ABOUT THIS TASK
Take the lines below between the one holding "resend could double-spend" and the one holding "(account, passphrase, duration_secs))", inclusive, and copy them exactly. Add nothing.
---- PROVIDED INFORMATION
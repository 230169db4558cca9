//! Chain provider with multi-RPC support and automatic failover

use super::ledger::LedgerRpc;
use crate::config::ChainConfig;
use crate::error::{VesError, VesResult};

use async_trait::async_trait;
use ethers::prelude::*;
use ethers::providers::{Http, Provider};
use ethers::utils::to_checksum;
use std::sync::atomic::{AtomicUsize, Ordering};
use std::time::Duration;
use tracing::{debug, error, warn};

/// Multi-provider wrapper with automatic failover
pub struct ChainProvider {
    /// Chain configuration
    config: ChainConfig,
    /// HTTP providers (multiple for failover)
    http_providers: Vec<Provider<Http>>,
    /// Current active provider index
    current_provider: AtomicUsize,
}

impl ChainProvider {
    /// Create a provider over every parseable RPC URL
    pub fn new(config: ChainConfig) -> VesResult<Self> {
        let mut http_providers = Vec::new();

        for url in &config.rpc_urls {
            match Provider::<Http>::try_from(url.as_str()) {
                Ok(provider) => {
                    let provider = provider.interval(Duration::from_millis(100));
                    http_providers.push(provider);
                    debug!("Added HTTP provider for chain {}: {}", config.chain_id, url);
                }
                Err(e) => {
                    warn!("Failed to create provider for {}: {}", url, e);
                }
            }
        }

        if http_providers.is_empty() {
            return Err(VesError::ChainConnection {
                chain_id: config.chain_id.clone(),
                message: "No valid RPC providers".to_string(),
            });
        }

        Ok(Self {
            config,
            http_providers,
            current_provider: AtomicUsize::new(0),
        })
    }

    /// Get the active HTTP provider
    pub fn http(&self) -> &Provider<Http> {
        let idx = self.current_provider.load(Ordering::Relaxed);
        &self.http_providers[idx % self.http_providers.len()]
    }

    /// Switch to next available provider
    pub fn failover(&self) {
        let current = self.current_provider.load(Ordering::Relaxed);
        let next = (current + 1) % self.http_providers.len();
        self.current_provider.store(next, Ordering::Relaxed);
        warn!("Chain {} failover to provider {}", self.config.chain_id, next);
    }

    fn connection_error(&self, message: impl Into<String>) -> VesError {
        VesError::ChainConnection {
            chain_id: self.config.chain_id.clone(),
            message: message.into(),
        }
    }

    /// Get current block number with failover
    pub async fn get_block_number(&self) -> VesResult<u64> {
        for _ in 0..self.http_providers.len() {
            match self.http().get_block_number().await {
                Ok(block) => return Ok(block.as_u64()),
                Err(e) => {
                    warn!(
                        "Failed to get block number from chain {}: {}",
                        self.config.chain_id, e
                    );
                    self.failover();
                }
            }
        }

        Err(self.connection_error("All providers failed"))
    }

    /// Health check
    pub async fn health_check(&self) -> bool {
        match self.get_block_number().await {
            Ok(_) => true,
            Err(e) => {
                error!("Health check failed for chain {}: {}", self.config.chain_id, e);
                false
            }
        }
    }

    pub fn chain_id(&self) -> &str {
        &self.config.chain_id
    }
}

#[async_trait]
impl LedgerRpc for ChainProvider {
    async fn get_storage_at(&self, address: Address, slot: H256) -> VesResult<H256> {
        for _ in 0..self.http_providers.len() {
            match self.http().get_storage_at(address, slot, None).await {
                Ok(value) => return Ok(value),
                Err(e) => {
                    warn!(
                        "Failed to read storage from chain {}: {}",
                        self.config.chain_id, e
                    );
                    self.failover();
                }
            }
        }

        Err(self.connection_error("All providers failed to read storage"))
    }

    /// Sent once on the active provider; a resend could double-spend
    async fn send_transaction(&self, tx: TransactionRequest) -> VesResult<H256> {
        let pending = self
            .http()
            .send_transaction(tx, None)
            .await
            .map_err(|e| VesError::Ledger(e.to_string()))?;
        Ok(pending.tx_hash())
    }

    async fn get_transaction_receipt(
        &self,
        tx_hash: H256,
    ) -> VesResult<Option<TransactionReceipt>> {
        self.http()
            .get_transaction_receipt(tx_hash)
            .await
            .map_err(|e| self.connection_error(e.to_string()))
    }

    async fn unlock_account(
        &self,
        account: Address,
        passphrase: String,
        duration_secs: u64,
    ) -> VesResult<()> {
        let unlocked: bool = self
            .http()
            .request("personal_unlockAccount", (account, passphrase, duration_secs))
            .await
            .map_err(|e| self.connection_error(e.to_string()))?;

        if unlocked {
            Ok(())
        } else {
            Err(VesError::UnlockFailed {
                account: to_checksum(&account, None),
            })
        }
    }
}

#[cfg(test)]
mod tests {
    use super::*;
    use std::collections::HashMap;

    fn config(urls: Vec<&str>) -> ChainConfig {
        ChainConfig {
            chain_type: "Ethereum".to_string(),
            chain_id: "chain1".to_string(),
            rpc_urls: urls.into_iter().map(str::to_string).collect(),
            relay_address: "0x9191919191919191919191919191919191919191".to_string(),
            users: HashMap::new(),
            passphrases: HashMap::new(),
            enabled: true,
        }
    }

    #[test]
    fn test_requires_a_valid_url() {
        assert!(matches!(
            ChainProvider::new(config(vec!["not a url"])),
            Err(VesError::ChainConnection { .. })
        ));
    }

    #[test]
    fn test_failover_cycles() {
        let provider =
            ChainProvider::new(config(vec!["http://127.0.0.1:8545", "http://127.0.0.1:8546"]))
                .unwrap();
        assert_eq!(provider.current_provider.load(Ordering::Relaxed), 0);
        provider.failover();
        assert_eq!(provider.current_provider.load(Ordering::Relaxed), 1);
        provider.failover();
        assert_eq!(provider.current_provider.load(Ordering::Relaxed), 0);
        assert_eq!(provider.chain_id(), "chain1");
    }
}
use chrono::{DateTime, NaiveDateTime, NaiveTime, SecondsFormat, Utc};
use coachdesk_core::{
    availability::BookedSlot,
    errors::BookingResult,
    models::{
        booking::{Consultation, CreatedBooking},
        hhmm,
    },
    timezone,
};
use serde_json::{Value, json};
use tracing::{debug, info, warn};

use crate::{
    RecordStore,
    models::{Fields, ListQuery, Record},
    schema::{BookingSchema, Tables, fields},
};

/// Business date and start time of every reservation in the Booked table.
///
/// Either layout is accepted: the `dateAndTime` instant wins when present,
/// otherwise `DateBooked` plus `TimeSlotStart`. Records carrying neither are
/// skipped.
///
/// No column projection: Airtable rejects unknown field names with a 422 and
/// a base may carry only one of the two layouts.
pub async fn list_booked_slots(
    store: &dyn RecordStore,
    tables: &Tables,
) -> BookingResult<Vec<BookedSlot>> {
    let records = store.list_records(&tables.booked, &ListQuery::new()).await?;

    let total = records.len();
    let slots: Vec<BookedSlot> = records.iter().filter_map(booked_slot).collect();
    if slots.len() < total {
        debug!(skipped = total - slots.len(), "Skipped reservations without a usable date");
    }

    Ok(slots)
}

pub fn booked_slot(record: &Record) -> Option<BookedSlot> {
    if let Some(instant) = record.text(fields::DATE_AND_TIME) {
        if let Ok(parsed) = DateTime::parse_from_rfc3339(instant) {
            let local: NaiveDateTime = timezone::utc_to_business(parsed.with_timezone(&Utc));
            return Some(BookedSlot {
                date: local.date(),
                start: local.time(),
            });
        }
    }

    let date = record.text(fields::DATE_BOOKED)?.parse().ok()?;
    let start = record.text(fields::TIME_SLOT_START).and_then(parse_start)?;
    Some(BookedSlot { date, start })
}

/// Accepts `HH:MM` and `HH:MM:SS`.
fn parse_start(value: &str) -> Option<NaiveTime> {
    hhmm::parse(value).or_else(|| NaiveTime::parse_from_str(value, "%H:%M:%S").ok())
}

pub fn reservation_fields(
    consultation: &Consultation,
    instant: Option<DateTime<Utc>>,
) -> Fields {
    let mut record = Fields::new();
    record.insert(fields::FIRST_NAME.into(), json!(consultation.first_name));
    record.insert(fields::LAST_NAME.into(), json!(consultation.last_name));
    record.insert(fields::EMAIL.into(), json!(consultation.email));
    record.insert(fields::BOOKING_TYPE.into(), json!(consultation.booking_type.as_str()));
    record.insert(
        fields::DATE_BOOKED.into(),
        json!(consultation.date_booked.format("%Y-%m-%d").to_string()),
    );
    record.insert(fields::TIME_SLOT_START.into(), json!(hhmm::format(&consultation.time_slot_start)));
    record.insert(fields::TIME_SLOT_END.into(), json!(hhmm::format(&consultation.time_slot_end)));

    if let Some(tz) = &consultation.user_timezone {
        record.insert(fields::USER_TIMEZONE.into(), json!(tz));
    }
    if let Some(local) = &consultation.user_local_time {
        record.insert(fields::USER_LOCAL_TIME.into(), json!(local));
    }
    if let Some(instant) = instant {
        record.insert(
            fields::DATE_AND_TIME.into(),
            json!(instant.to_rfc3339_opts(SecondsFormat::Millis, true)),
        );
    }

    record
}

pub async fn create_reservation(
    store: &dyn RecordStore,
    tables: &Tables,
    schema: BookingSchema,
    consultation: &Consultation,
) -> BookingResult<CreatedBooking> {
    let instant = match schema {
        BookingSchema::Fields => None,
        BookingSchema::Instant => Some(timezone::business_to_utc(
            consultation.date_booked,
            consultation.time_slot_start,
        )?),
    };

    let record = store
        .create_record(&tables.booked, reservation_fields(consultation, instant))
        .await?;

    info!(
        id = %record.id,
        date = %consultation.date_booked,
        start = %hhmm::format(&consultation.time_slot_start),
        "Reservation created"
    );

    if let (BookingSchema::Instant, Some(slots_table)) = (schema, &tables.slots) {
        if let Err(err) = mark_slot_booked(store, slots_table, consultation, &record.id).await {
            warn!(id = %record.id, "Reservation stored but slot record not updated: {}", err);
        }
    }

    Ok(CreatedBooking {
        id: record.id,
        success: true,
        date_and_time: instant,
    })
}

/// Flags the open slot record matching the reservation and links it.
///
/// Returns `Ok(false)` when there is no open slot record to update.
pub async fn mark_slot_booked(
    store: &dyn RecordStore,
    slots_table: &str,
    consultation: &Consultation,
    booking_id: &str,
) -> BookingResult<bool> {
    let query = ListQuery::new()
        .filter_eq(fields::SLOT_DATE, consultation.date_booked.format("%Y-%m-%d").to_string())
        .filter_eq(fields::SLOT_START_TIME, hhmm::format(&consultation.time_slot_start))
        .filter_eq(fields::SLOT_IS_BOOKED, false)
        .max_records(1);

    let Some(slot) = store.list_records(slots_table, &query).await?.into_iter().next() else {
        warn!(date = %consultation.date_booked, "No open slot record for reservation");
        return Ok(false);
    };

    let mut update = Fields::new();
    update.insert(fields::SLOT_IS_BOOKED.into(), Value::Bool(true));
    update.insert(fields::SLOT_BOOKING.into(), json!([booking_id]));
    store.update_record(slots_table, &slot.id, update).await?;

    debug!(slot = %slot.id, booking = booking_id, "Slot record marked booked");
    Ok(true)
}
--------
RESULT FOR THIS EXERCISE
    /// Sent once on the active provider; a resend could double-spend
    async fn send_transaction(&self, tx: TransactionRequest) -> VesResult<H256> {
        let pending = self
            .http()
            .send_transaction(tx, None)
            .await
            .map_err(|e| VesError::Ledger(e.to_string()))?;
        Ok(pending.tx_hash())
    }

    async fn get_transaction_receipt(
        &self,
        tx_hash: H256,
    ) -> VesResult<Option<TransactionReceipt>> {
        self.http()
            .get_transaction_receipt(tx_hash)
            .await
            .map_err(|e| self.connection_error(e.to_string()))
    }

    async fn unlock_account(
        &self,
        account: Address,
        passphrase: String,
        duration_secs: u64,
    ) -> VesResult<()> {
        let unlocked: bool = self
            .http()
            .request("personal_unlockAccount", (account, passphrase, duration_secs))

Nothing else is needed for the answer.